Living with traumatic brain injury can mean living with a nervous system that goes from zero to explosion in seconds. That reality has cost me my marriage, three jobs, and more than one piece of my freedom.
What This Looks Like From the Inside
I live with TBI and emotional lability. That means my emotional volume knob does not work right anymore. Things that should register as irritation can hit like crisis. Things that should pass can stick and build. According to MSKTC’s overview of emotional changes after TBI, brain injury can affect how a person experiences and expresses emotion, leading to mood swings, irritability, and trouble controlling reactions. BrainLine’s guide to emotional problems after traumatic brain injury makes the same point in plain language: after a brain injury, the systems that help people regulate emotion and behavior may not work the same way they used to.
For me, that is not a theory. It is daily life. It is knowing I can go from calm to furious too fast. It is seeing the damage after the fact and wondering why I could not stop myself in time.
This Is Not Just “Anger Issues”
People hear about outbursts and assume personality. They assume immaturity. They assume I just need to calm down.
But NINDS explains that traumatic brain injury can cause long-term changes in behavior, mood, and thinking. MSKTC’s guide on irritability, anger, and aggression after TBI specifically addresses anger, aggression, and low frustration tolerance as real post-injury problems. This is what makes TBI so dangerous in ways people do not always see: the injury is not only memory loss or headaches. Sometimes it hits the brain systems that put brakes on impulse, threat response, and emotional escalation.
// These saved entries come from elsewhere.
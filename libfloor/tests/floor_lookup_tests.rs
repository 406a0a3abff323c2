mod lookup_tests {
    use libfloor::{ClassSpec, FloorError, FloorLookup, FloorSetup, FloorSpec};

    fn reference_lookup() -> FloorLookup {
        FloorLookup::new(FloorSetup::reference().spec, 2).unwrap()
    }

    #[test]
    fn test_post_order() {
        let lookup = reference_lookup();
        assert_eq!(lookup.posts(), 14);
        assert_eq!(lookup.n(), 128);
        assert_eq!(lookup.quant_q(), 128);
        assert_eq!(lookup.multiplier(), 2);
        assert_eq!(lookup.edge_bits(), 7);
        assert_eq!(
            lookup.post_list(),
            &[0, 128, 64, 32, 96, 16, 48, 80, 112, 8, 24, 40, 72, 104]
        );

        let sorted: Vec<u32> = (0..14).map(|s| lookup.sorted_x(s)).collect();
        assert_eq!(
            sorted,
            vec![0, 8, 16, 24, 32, 40, 48, 64, 72, 80, 96, 104, 112, 128]
        );
        assert_eq!(lookup.forward(0), 0);
        assert_eq!(lookup.forward(13), 1);
        assert_eq!(lookup.forward(7), 2);
    }

    #[test]
    fn test_forward_reverse_are_inverse() {
        let lookup = reference_lookup();
        for post in 0..lookup.posts() {
            assert_eq!(lookup.forward(lookup.reverse(post)), post);
            assert_eq!(lookup.sorted_x(lookup.reverse(post)), lookup.x(post));
        }
    }

    #[test]
    fn test_causal_neighbors() {
        let lookup = reference_lookup();
        let expected = [
            (2, 0, 1),
            (3, 0, 2),
            (4, 2, 1),
            (5, 0, 3),
            (6, 3, 2),
            (7, 2, 4),
            (8, 4, 1),
            (9, 0, 5),
            (10, 5, 3),
            (11, 3, 6),
            (12, 2, 7),
            (13, 4, 8),
        ];
        for (post, lo, hi) in expected {
            assert_eq!(lookup.lo_neighbor(post), lo, "lo of post {}", post);
            assert_eq!(lookup.hi_neighbor(post), hi, "hi of post {}", post);
        }
    }

    #[test]
    fn test_neighbors_bracket_and_precede() {
        let lookup = reference_lookup();
        for post in 2..lookup.posts() {
            let lo = lookup.lo_neighbor(post);
            let hi = lookup.hi_neighbor(post);
            assert!(lo < post && hi < post);
            assert!(lookup.x(lo) < lookup.x(post));
            assert!(lookup.x(hi) > lookup.x(post));
        }
    }

    #[test]
    fn test_unsorted_declaration() {
        let spec = FloorSpec {
            partitions: vec![0, 0],
            classes: vec![ClassSpec::single(2, None)],
            multiplier: 3,
            range_bits: 5,
            positions: vec![20, 10, 25, 5],
        };
        let lookup = FloorLookup::new(spec, 0).unwrap();
        assert_eq!(lookup.quant_q(), 86);
        assert_eq!(lookup.edge_bits(), 7);
        // post 3 (x=10) sits between the left edge and post 2 (x=20)
        assert_eq!((lookup.lo_neighbor(3), lookup.hi_neighbor(3)), (0, 2));
        // post 4 (x=25) sits between post 2 and the right edge
        assert_eq!((lookup.lo_neighbor(4), lookup.hi_neighbor(4)), (2, 1));
        // post 5 (x=5) sits between the left edge and post 3
        assert_eq!((lookup.lo_neighbor(5), lookup.hi_neighbor(5)), (0, 3));
    }

    #[test]
    fn test_invalid_spec_rejected() {
        let mut spec = FloorSetup::reference().spec;
        spec.multiplier = 7;
        assert!(matches!(
            FloorLookup::new(spec, 2),
            Err(FloorError::InvalidConfig(_))
        ));
    }
}
use std::fs;
use std::path::PathBuf;

use crate::catalog::Catalog;
use crate::engine::Record;
use crate::error::DbResult;

/// File-backed persistence: the catalog lives in `metadata.json` and
/// each table's rows in `<table>.json` under one data directory. Every
/// save is a full-file overwrite; there is no locking and no guard
/// against concurrent external modification.
pub struct Storage {
    root: PathBuf,
}

impl Storage {
    pub fn new(root: impl Into<PathBuf>) -> Self {
        Storage { root: root.into() }
    }

    fn metadata_path(&self) -> PathBuf {
        self.root.join("metadata.json")
    }

    fn rows_path(&self, table: &str) -> PathBuf {
        self.root.join(format!("{table}.json"))
    }

    /// A missing metadata file is an empty catalog, not an error.
    pub fn load_catalog(&self) -> DbResult<Catalog> {
        let path = self.metadata_path();
        if !path.exists() {
            return Ok(Catalog::default());
        }
        let text = fs::read_to_string(path)?;
        Ok(serde_json::from_str(&text)?)
    }

    pub fn save_catalog(&self, catalog: &Catalog) -> DbResult<()> {
        fs::create_dir_all(&self.root)?;
        fs::write(self.metadata_path(), serde_json::to_string_pretty(catalog)?)?;
        Ok(())
    }

    /// A missing rows file is an empty collection, not an error.
    pub fn load_rows(&self, table: &str) -> DbResult<Vec<Record>> {
        let path = self.rows_path(table);
        if !path.exists() {
            return Ok(Vec::new());
        }
        let text = fs::read_to_string(path)?;
        Ok(serde_json::from_str(&text)?)
    }

    pub fn save_rows(&self, table: &str, rows: &[Record]) -> DbResult<()> {
        fs::create_dir_all(&self.root)?;
        fs::write(self.rows_path(table), serde_json::to_string_pretty(rows)?)?;
        Ok(())
    }
}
Some people with neurologic injuries also develop pseudobulbar affect or PBA after brain injury, where laughing or crying can come out suddenly and out of proportion. That is not the exact same thing as every angry outburst, but it shows the same larger truth: a damaged brain can stop expressing emotion in a normal, controlled way.
What It Has Cost Me
I do not need to dramatize this. The facts are bad enough.
I have been arrested.
I have beaten people up.
I lost my marriage.
I have now lost three jobs.
That is what emotional dyscontrol can do when it is mixed with shame, stress, and not enough treatment. It does not just make someone “difficult.” It can destroy trust, safety, income, and every relationship around them.
I also want to be careful here: not everyone with a TBI becomes violent, and I am not trying to paint every survivor with the same brush. But for some of us, the combination of irritability, impulsivity, emotional flooding, and poor regulation is severe enough to blow up entire lives.
Explanation Is Not Excuse
This part matters most.
I am not saying “I have a TBI” as a way to erase what I have done. The people I hurt still got hurt. The people who had to live with my outbursts still had to live with them. A neurological explanation is not the same thing as moral innocence.
What I am saying is that if we refuse to call this what it is, we make it harder to treat. If everyone treats emotional lability after brain injury like a bad attitude or a character defect, then people like me get punished, fired, isolated, and written off without ever getting the kind of neuro rehab, therapy, medication review, and structured support that might actually reduce the harm.
Accountability matters. Treatment matters too. Both can be true at the same time.
What Needs to Happen Next
People living with TBI need better screening for emotional dyscontrol, aggression, and impulse problems. Families need better education about what post-TBI emotional changes can look like. Employers need to understand that some behavior changes after brain injury are medical problems, not laziness or disrespect, even when consequences still have to exist. Clinicians need to take anger, volatility, and sudden emotional swings as seriously as headaches or memory trouble.
And people like me need to stop hiding behind shame long enough to ask for real help.
If you are living with this too, I hope you get evaluated by someone who understands brain injury, not just general mental health. I hope you find treatment before you lose what I lost. And if you feel like you might hurt yourself or someone else, contact 988 immediately.
This is not a post about getting off the hook. It is a post about telling the truth.
A TBI can wreck your emotional control.
It can wreck your marriage. It can wreck your job. It can wreck your record.
If we are serious about preventing harm, we need to take that seriously.